Mrs. Dowling closes her mouth, opens it again, and closes it once more, like a fish. When she finally speaks, she surprises Isabel by notasking a single question. She only says, “I see it’s of the utmost importance that you reach Mr. Carlyon. Very well. I’ll ask around and see what I may learn.”
“Thank you, Mrs. Dowling. I’m terribly grateful.”
Mrs. Dowling drinks her coffee, then says carefully, “Do you know what you’re doing, my dear? If they find him, he’ll hang.”
“I know.” The tears come then, but only a few. She brushes them away with her sleeve. “I have no choice.”

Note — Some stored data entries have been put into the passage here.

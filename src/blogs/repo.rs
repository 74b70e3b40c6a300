use std::sync::Mutex;

use async_trait::async_trait;
use sqlx::{types::Json, PgPool};
use time::OffsetDateTime;

use super::repo_types::{Blog, BlogPatch, NewBlog};
use crate::error::AppResult;

const BLOG_COLUMNS: &str =
    "id, title, content, excerpt, category, tags, image, user_id, created_at, updated_at";

#[async_trait]
pub trait BlogRepo: Send + Sync {
    async fn insert(&self, new: NewBlog) -> AppResult<Blog>;
    async fn find(&self, id: i64) -> AppResult<Option<Blog>>;
    async fn update(&self, id: i64, patch: BlogPatch) -> AppResult<Option<Blog>>;
    /// `false` when there was nothing to delete.
    async fn delete(&self, id: i64) -> AppResult<bool>;
    /// Newest first, by id.
    async fn list_all(&self) -> AppResult<Vec<Blog>>;
    /// Newest first, by id.
    async fn list_by_user(&self, user_id: i64) -> AppResult<Vec<Blog>>;
}

pub struct PgBlogRepo {
    db: PgPool,
}

impl PgBlogRepo {
    pub fn new(db: PgPool) -> Self {
        Self { db }
    }
}

#[async_trait]
impl BlogRepo for PgBlogRepo {
    async fn insert(&self, new: NewBlog) -> AppResult<Blog> {
        let blog = sqlx::query_as::<_, Blog>(&format!(
            r#"
            INSERT INTO blogs (title, content, excerpt, category, tags, image, user_id)
            VALUES ($1, $2, $3, $4, $5, $6, $7)
            RETURNING {BLOG_COLUMNS}
            "#
        ))
        .bind(new.title)
        .bind(new.content)
        .bind(new.excerpt)
        .bind(new.category)
        .bind(Json(new.tags))
        .bind(new.image)
        .bind(new.user_id)
        .fetch_one(&self.db)
        .await?;
        Ok(blog)
    }

    async fn find(&self, id: i64) -> AppResult<Option<Blog>> {
        let blog = sqlx::query_as::<_, Blog>(&format!(
            "SELECT {BLOG_COLUMNS} FROM blogs WHERE id = $1"
        ))
        .bind(id)
        .fetch_optional(&self.db)
        .await?;
        Ok(blog)
    }

    async fn update(&self, id: i64, patch: BlogPatch) -> AppResult<Option<Blog>> {
        let blog = sqlx::query_as::<_, Blog>(&format!(
            r#"
            UPDATE blogs
               SET title = COALESCE($2, title),
                   content = COALESCE($3, content),
                   excerpt = COALESCE($4, excerpt),
                   category = COALESCE($5, category),
                   tags = COALESCE($6, tags),
                   image = COALESCE($7, image),
                   updated_at = now()
             WHERE id = $1
            RETURNING {BLOG_COLUMNS}
            "#
        ))
        .bind(id)
        .bind(patch.title)
        .bind(patch.content)
        .bind(patch.excerpt)
        .bind(patch.category)
        .bind(patch.tags.map(Json))
        .bind(patch.image)
        .fetch_optional(&self.db)
        .await?;
        Ok(blog)
    }

    async fn delete(&self, id: i64) -> AppResult<bool> {
        let res = sqlx::query("DELETE FROM blogs WHERE id = $1")
            .bind(id)
            .execute(&self.db)
            .await?;
        Ok(res.rows_affected() > 0)
    }

    async fn list_all(&self) -> AppResult<Vec<Blog>> {
        let rows = sqlx::query_as::<_, Blog>(&format!(
            "SELECT {BLOG_COLUMNS} FROM blogs ORDER BY id DESC"
        ))
        .fetch_all(&self.db)
        .await?;
        Ok(rows)
    }

    async fn list_by_user(&self, user_id: i64) -> AppResult<Vec<Blog>> {
        let rows = sqlx::query_as::<_, Blog>(&format!(
            "SELECT {BLOG_COLUMNS} FROM blogs WHERE user_id = $1 ORDER BY id DESC"
        ))
        .bind(user_id)
        .fetch_all(&self.db)
        .await?;
        Ok(rows)
    }
}

/// In-memory implementation of `BlogRepo` for development and testing.
#[derive(Default)]
pub struct InMemoryBlogRepo {
    inner: Mutex<MemBlogs>,
}

#[derive(Default)]
struct MemBlogs {
    next_id: i64,
    rows: Vec<Blog>,
}

impl InMemoryBlogRepo {
    pub fn new() -> Self {
        Self::default()
    }

    pub fn blog_count(&self) -> usize {
        self.inner.lock().unwrap().rows.len()
    }

    fn newest_first(mut rows: Vec<Blog>) -> Vec<Blog> {
        rows.sort_by(|a, b| b.id.cmp(&a.id));
        rows
    }
}

#[async_trait]
impl BlogRepo for InMemoryBlogRepo {
    async fn insert(&self, new: NewBlog) -> AppResult<Blog> {
        let mut inner = self.inner.lock().unwrap();
        inner.next_id += 1;
        let blog = Blog {
            id: inner.next_id,
            title: new.title,
            content: new.content,
            excerpt: new.excerpt,
            category: new.category,
            tags: Json(new.tags),
            image: Some(new.image),
            user_id: new.user_id,
            created_at: OffsetDateTime::now_utc(),
            updated_at: None,
        };
        inner.rows.push(blog.clone());
        Ok(blog)
    }

    async fn find(&self, id: i64) -> AppResult<Option<Blog>> {
        let inner = self.inner.lock().unwrap();
        Ok(inner.rows.iter().find(|b| b.id == id).cloned())
    }

    async fn update(&self, id: i64, patch: BlogPatch) -> AppResult<Option<Blog>> {
        let mut inner = self.inner.lock().unwrap();
        let Some(blog) = inner.rows.iter_mut().find(|b| b.id == id) else {
            return Ok(None);
        };
        patch.apply(blog);
        blog.updated_at = Some(OffsetDateTime::now_utc());
        Ok(Some(blog.clone()))
    }

    async fn delete(&self, id: i64) -> AppResult<bool> {
        let mut inner = self.inner.lock().unwrap();
        let before = inner.rows.len();
        inner.rows.retain(|b| b.id != id);
        Ok(inner.rows.len() < before)
    }

    async fn list_all(&self) -> AppResult<Vec<Blog>> {
        let rows = self.inner.lock().unwrap().rows.clone();
        Ok(Self::newest_first(rows))
    }

    async fn list_by_user(&self, user_id: i64) -> AppResult<Vec<Blog>> {
        let rows = self
            .inner
            .lock()
            .unwrap()
            .rows
            .iter()
            .filter(|b| b.user_id == user_id)
            .cloned()
            .collect();
        Ok(Self::newest_first(rows))
    }
}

“You love him, you mean,” says Mrs. Dowling, reaching out and giving Isabel’s hand a small squeeze. “Well, I know how that is, though Mr. Dowling never had as exciting an occupation as that.”
She smiles again. “That’s a good thing, Mrs. Dowling.”
“I know it, my dear.”
—
She walks home carrying a cloth in which Mrs. Dowling has wrapped a chunk of bread, a small, round cheese, a piece of ham, and her spare tinderbox with enough tinder to last her a week. As she prepares a simple evening meal of beans, ham, and bread, she’s feeling slightly more hopeful. Mrs. Dowling may find out something or Jack may send word, either in a letter or through one of his crew or maybe Tom Holder. She simply has to wait.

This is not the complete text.